Cambridge Forum, "Why Doctors Write"

Date: 

Wednesday, March 26, 2014, 7:00pm to 8:00pm

Location: 

First Parish in Cambridge, 3 Church Street (Harvard Square)

Beacon Press director Helene Atwan explores the relationship between editor and author with Danielle Ofri, a practicing physician, author, and the editor of the Bellevue Literary Review, the premier literary journal focused on illness, health, and healing.

How does writing change Ofri’s practice of medicine? How does editing the Bellevue Literary Review inform her view of her hospital and her patients? What does publishing a “doctor who writes” add to Beacon Press’s legacy? How has Helene Atwan’s sense of the power of writing changed through her work with Danielle Ofri?

Danielle Ofri, MD, PhD is an Associate Professor of Medicine at New York University School of Medicine but her clinical home is at Bellevue Hospital, the oldest public hospital in the country. She is a founder and Editor-in-Chief of the Bellevue Literary Review. Her newest book isWhat Doctors Feel: How Emotions Affect the Practice of Medicine. Dr. Ofri is the author of three previous books about life in medicine (Medicine in Translation: Journeys with my Patients; Incidental Findings: Lessons from my Patients in the Art of Medicine; and Singular Intimacies: Becoming a Doctor at Bellevue). She was also editor of a medical textbook—The Bellevue Guide to Outpatient Medicine—which won a Best Medical Textbook award.

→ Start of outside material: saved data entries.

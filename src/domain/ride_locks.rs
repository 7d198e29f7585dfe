//! Per-ride transition serialization.
//!
//! [`RideLocks`] keeps one [`tokio::sync::Mutex`] per live ride in a
//! `HashMap` behind an outer [`tokio::sync::RwLock`]. Every state
//! transition (claim, complete, rate, cancel) locks the ride's mutex
//! around its read-validate-write cycle, so concurrent claims on the same
//! ride resolve to exactly one winner while transitions on different rides
//! stay concurrent.
//!
//! This is the single authoritative serialization point the claim race
//! requires, and it assumes a single-instance deployment: the store itself
//! only guarantees per-key atomicity.

use std::collections::HashMap;
use std::sync::Arc;

use tokio::sync::{Mutex, RwLock};

use super::RideId;

/// Table of per-ride transition locks.
///
/// # Concurrency
///
/// - Transitions on different rides proceed concurrently.
/// - Transitions on the same ride are serialized.
/// - Terminal rides are evicted via [`RideLocks::discard`]; a straggler
///   still holding the old `Arc` simply re-reads the record and fails on
///   its status check.
#[derive(Debug, Default)]
pub struct RideLocks {
    locks: RwLock<HashMap<RideId, Arc<Mutex<()>>>>,
}

impl RideLocks {
    /// Creates an empty lock table.
    #[must_use]
    pub fn new() -> Self {
        Self {
            locks: RwLock::new(HashMap::new()),
        }
    }

    /// Returns the lock for `ride_id`, creating it on first use.
    pub async fn acquire(&self, ride_id: &RideId) -> Arc<Mutex<()>> {
        {
            let map = self.locks.read().await;
            if let Some(lock) = map.get(ride_id) {
                return Arc::clone(lock);
            }
        }
        let mut map = self.locks.write().await;
        Arc::clone(
            map.entry(ride_id.clone())
                .or_insert_with(|| Arc::new(Mutex::new(()))),
        )
    }

    /// Drops the lock entry for a ride that reached a terminal state.
    ///
    /// Keeps the table bounded by the number of live rides.
    pub async fn discard(&self, ride_id: &RideId) {
        self.locks.write().await.remove(ride_id);
    }

    /// Returns the number of rides currently holding a lock entry.
    pub async fn len(&self) -> usize {
        self.locks.read().await.len()
    }

    /// Returns `true` if no ride holds a lock entry.
    pub async fn is_empty(&self) -> bool {
        self.locks.read().await.is_empty()
    }
}

#[cfg(test)]
#[allow(clippy::panic)]
mod tests {
    use super::*;

    #[tokio::test]
    async fn acquire_returns_same_lock_for_same_ride() {
        let locks = RideLocks::new();
        let id = RideId::from_key("ride:1:alice");
        let a = locks.acquire(&id).await;
        let b = locks.acquire(&id).await;
        assert!(Arc::ptr_eq(&a, &b));
        assert_eq!(locks.len().await, 1);
    }

    #[tokio::test]
    async fn different_rides_get_different_locks() {
        let locks = RideLocks::new();
        let a = locks.acquire(&RideId::from_key("ride:1:alice")).await;
        let b = locks.acquire(&RideId::from_key("ride:2:bob")).await;
        assert!(!Arc::ptr_eq(&a, &b));
        assert_eq!(locks.len().await, 2);
    }

    #[tokio::test]
    async fn discard_removes_entry() {
        let locks = RideLocks::new();
        let id = RideId::from_key("ride:1:alice");
        let _lock = locks.acquire(&id).await;
        locks.discard(&id).await;
        assert!(locks.is_empty().await);
    }

    #[tokio::test]
    async fn lock_serializes_critical_sections() {
        let locks = Arc::new(RideLocks::new());
        let id = RideId::from_key("ride:1:alice");
        let counter = Arc::new(RwLock::new(0_u32));

        let mut handles = Vec::new();
        for _ in 0..8 {
            let locks = Arc::clone(&locks);
            let id = id.clone();
            let counter = Arc::clone(&counter);
            handles.push(tokio::spawn(async move {
                let lock = locks.acquire(&id).await;
                let _held = lock.lock().await;
                // Read-then-write with an await point in between; without
                // the mutex this would lose increments.
                let current = *counter.read().await;
                tokio::task::yield_now().await;
                *counter.write().await = current + 1;
            }));
        }
        for handle in handles {
            let Ok(()) = handle.await else {
                panic!("task panicked");
            };
        }
        assert_eq!(*counter.read().await, 8);
    }
}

Danielle Ofri writes regularly for the New York Times about medicine and the doctor-patient relationship. Her essays have also appeared in the Los Angeles Times, the Washington Post, the San Francisco Chronicle, the Atlantic, Slate, the New England Journal of Medicine, the Lancet, CNN and on National Public Radio.

Helene Atwan has been director of Beacon Press since 1995. She began her career in publishing at Alfred A. Knopf, and has worked at The Viking Press, Farrar, Straus and Giroux, and Simon and Schuster. She serves on the board of PEN-New England and the National Coalition against Censorship (NCAC) and has lectured on publishing at the New York University and Radcliffe College.